MATERIAL FOR THIS TASK »
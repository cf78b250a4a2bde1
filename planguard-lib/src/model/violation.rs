use super::{Exception, Resource, Rule, Severity};
use serde::Serialize;

/// One rule firing on one resource.
#[derive(Debug, Clone, PartialEq, Eq, Serialize)]
pub struct Violation {
    pub rule_id: String,
    pub rule_name: String,
    pub severity: Severity,
    pub message: String,

    #[serde(skip_serializing_if = "Option::is_none")]
    pub remediation: Option<String>,

    pub file: String,
    pub line: u32,
    pub column: u32,
    pub resource_type: String,
    pub resource_name: String,
}

impl Violation {
    #[must_use]
    pub fn new(rule: &Rule, resource: &Resource) -> Self {
        Self {
            rule_id: rule.id.clone(),
            rule_name: rule.name.clone(),
            severity: rule.severity,
            message: rule.message.clone(),
            remediation: rule.remediation.clone(),
            file: resource.file.clone(),
            line: resource.line,
            column: resource.column,
            resource_type: resource.resource_type.clone(),
            resource_name: resource.name.clone(),
        }
    }

    /// `type.name` of the offending resource.
    #[must_use]
    pub fn resource_address(&self) -> String {
        format!("{}.{}", self.resource_type, self.resource_name)
    }

    /// `file:line:column` of the offending resource.
    #[must_use]
    pub fn location(&self) -> String {
        format!("{}:{}:{}", self.file, self.line, self.column)
    }
}

/// A violation together with the exception that suppressed it.
#[derive(Debug, Clone, PartialEq, Eq, Serialize)]
pub struct FilteredViolation {
    pub violation: Violation,
    pub exception: Exception,
}
//! Common utilities shared across report generators.

use crate::model::{Severity, Violation};
use strum::IntoEnumIterator;

/// Group violations by severity, most severe first, skipping empty groups.
///
/// Violations keep their relative order within a group.
pub fn group_by_severity(violations: &[Violation]) -> Vec<(Severity, Vec<&Violation>)> {
    Severity::iter()
        .rev()
        .map(|severity| (severity, violations.iter().filter(|v| v.severity == severity).collect::<Vec<_>>()))
        .filter(|(_, group)| !group.is_empty())
        .collect()
}

/// Section heading for a severity group.
pub const fn severity_heading(severity: Severity) -> &'static str {
    match severity {
        Severity::Error => "ERRORS",
        Severity::Warning => "WARNINGS",
        Severity::Info => "INFO",
    }
}

/// Unique rule ids in the order they first appear, each with its first violation.
pub fn first_seen_rules(violations: &[Violation]) -> Vec<&Violation> {
    let mut seen = Vec::new();
    for violation in violations {
        if !seen.iter().any(|v: &&Violation| v.rule_id == violation.rule_id) {
            seen.push(violation);
        }
    }
    seen
}
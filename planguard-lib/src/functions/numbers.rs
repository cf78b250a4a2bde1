use super::{Args, FunctionTable};
use crate::expr::value::type_name;
use cel_interpreter::Value;
use ohno::{app_err, bail};

pub fn register(table: &mut FunctionTable) {
    table.register("abs", |_, args| match Args::exact(args, 1)?.value(0)? {
        Value::Int(i) => i.checked_abs().map(Value::Int).ok_or_else(|| app_err!("absolute value of {i} overflows")),
        Value::UInt(u) => Ok(Value::UInt(*u)),
        Value::Float(f) => Ok(Value::Float(f.abs())),
        other => bail!("abs: argument must be a number, got {}", type_name(other)),
    });

    table.register("ceil", |_, args| round(Args::exact(args, 1)?, f64::ceil));
    table.register("floor", |_, args| round(Args::exact(args, 1)?, f64::floor));

    // truncates toward zero, numeric strings are parsed first
    table.register("tonumber", |_, args| {
        let number = match Args::exact(args, 1)?.value(0)? {
            Value::Int(i) => return Ok(Value::Int(*i)),
            Value::UInt(u) => return Ok(Value::UInt(*u)),
            Value::Float(f) => *f,
            Value::String(s) => s
                .trim()
                .parse::<f64>()
                .map_err(|e| app_err!("cannot convert '{s}' to a number: {e}"))?,
            other => bail!("tonumber: argument must be a number or string, got {}", type_name(other)),
        };

        let truncated = number.trunc();
        if !truncated.is_finite() || truncated.abs() >= 9.0e15 {
            bail!("{number} is out of range for an integer");
        }
        #[expect(clippy::cast_possible_truncation, reason = "magnitude is checked above")]
        let int = truncated as i64;
        Ok(Value::Int(int))
    });

    table.register("parseint", |_, args| {
        let args = Args::exact(args, 2)?;
        let s = args.string(0)?;
        let base = args.int(1)?;
        if !(2..=36).contains(&base) {
            bail!("base must be between 2 and 36, got {base}");
        }
        #[expect(clippy::cast_possible_truncation, clippy::cast_sign_loss, reason = "base is range-checked above")]
        let radix = base as u32;
        i64::from_str_radix(s, radix)
            .map(Value::Int)
            .map_err(|e| app_err!("cannot parse '{s}' as a base {base} integer: {e}"))
    });
}

/// Integers pass through unchanged, doubles are rounded with `f` and become integers when they fit.
fn round(args: Args<'_>, f: fn(f64) -> f64) -> crate::Result<Value> {
    match args.value(0)? {
        Value::Int(i) => Ok(Value::Int(*i)),
        Value::UInt(u) => Ok(Value::UInt(*u)),
        Value::Float(x) => {
            let rounded = f(*x);
            if rounded.is_finite() && rounded.abs() < 9.0e15 {
                #[expect(clippy::cast_possible_truncation, reason = "magnitude is checked above")]
                let int = rounded as i64;
                Ok(Value::Int(int))
            } else {
                Ok(Value::Float(rounded))
            }
        }
        other => bail!("argument must be a number, got {}", type_name(other)),
    }
}
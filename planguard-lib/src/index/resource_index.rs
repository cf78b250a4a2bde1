use crate::model::Resource;
use regex::Regex;
use std::borrow::Cow;
use std::collections::HashMap;
use std::sync::Arc;

const LOG_TARGET: &str = "     index";

/// All resources of a scan, grouped by type and by file.
///
/// Every lookup returns resources in extraction order.
#[derive(Debug, Default)]
pub struct ResourceIndex {
    all: Vec<Arc<Resource>>,

    /// Distinct types in the order they were first seen
    types: Vec<String>,
    by_type: HashMap<String, Vec<Arc<Resource>>>,
    by_file: HashMap<String, Vec<Arc<Resource>>>,
}

impl ResourceIndex {
    #[must_use]
    pub fn new(resources: impl IntoIterator<Item = Resource>) -> Self {
        let mut index = Self::default();

        for resource in resources {
            let resource = Arc::new(resource);

            if !index.by_type.contains_key(&resource.resource_type) {
                index.types.push(resource.resource_type.clone());
            }

            index
                .by_type
                .entry(resource.resource_type.clone())
                .or_default()
                .push(Arc::clone(&resource));
            index.by_file.entry(resource.file.clone()).or_default().push(Arc::clone(&resource));
            index.all.push(resource);
        }

        log::debug!(
            target: LOG_TARGET,
            "Indexed {} resource(s) of {} type(s) from {} file(s)",
            index.all.len(),
            index.types.len(),
            index.by_file.len()
        );

        index
    }

    #[must_use]
    pub fn all(&self) -> &[Arc<Resource>] {
        &self.all
    }

    #[must_use]
    pub fn len(&self) -> usize {
        self.all.len()
    }

    #[must_use]
    pub fn is_empty(&self) -> bool {
        self.all.is_empty()
    }

    /// Distinct resource types, in the order they were first seen.
    pub fn types(&self) -> impl Iterator<Item = &str> {
        self.types.iter().map(String::as_str)
    }

    /// Resources whose type is exactly `resource_type`.
    #[must_use]
    pub fn by_type(&self, resource_type: &str) -> &[Arc<Resource>] {
        self.by_type.get(resource_type).map(Vec::as_slice).unwrap_or_default()
    }

    /// Resources declared in exactly `file`.
    #[must_use]
    pub fn by_file(&self, file: &str) -> &[Arc<Resource>] {
        self.by_file.get(file).map(Vec::as_slice).unwrap_or_default()
    }

    /// Resources whose type matches `pattern`.
    ///
    /// `*` matches everything. A pattern containing `*` or `?` is a wildcard
    /// pattern matched against whole type names; results are grouped by type, in
    /// the order the types were first seen. Any other pattern is an exact type name.
    #[must_use]
    pub fn by_type_pattern(&self, pattern: &str) -> Cow<'_, [Arc<Resource>]> {
        if pattern == "*" {
            return Cow::Borrowed(&self.all);
        }

        if !pattern.contains(['*', '?']) {
            return Cow::Borrowed(self.by_type(pattern));
        }

        let regex = match wildcard_regex(pattern) {
            Ok(regex) => regex,
            Err(e) => {
                log::warn!(target: LOG_TARGET, "Ignoring unusable resource type pattern '{pattern}': {e}");
                return Cow::Borrowed(&[]);
            }
        };

        Cow::Owned(
            self.types
                .iter()
                .filter(|t| regex.is_match(t))
                .flat_map(|t| self.by_type(t).iter().cloned())
                .collect(),
        )
    }
}

/// Anchored regex for a `*` / `?` wildcard pattern; every other character is literal.
fn wildcard_regex(pattern: &str) -> Result<Regex, regex::Error> {
    let body = regex::escape(pattern).replace(r"\*", ".*").replace(r"\?", ".");
    Regex::new(&format!("^{body}$"))
}
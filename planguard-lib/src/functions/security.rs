use super::{Args, FunctionTable};
use cel_interpreter::Value;

pub fn register(table: &mut FunctionTable) {
    // false outside of a resource scope rather than an error
    table.register("contains_function_call", |scope, args| {
        let name = Args::exact(args, 1)?.string(0)?;
        Ok(Value::Bool(scope.resource().is_some_and(|r| r.contains_call(name))))
    });
}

EXERCISE BRIEF » If a line in the entries above has the word "ResourceIndex", copy it.

EXERCISE SOLUTION »
pub struct ResourceIndex {
impl ResourceIndex {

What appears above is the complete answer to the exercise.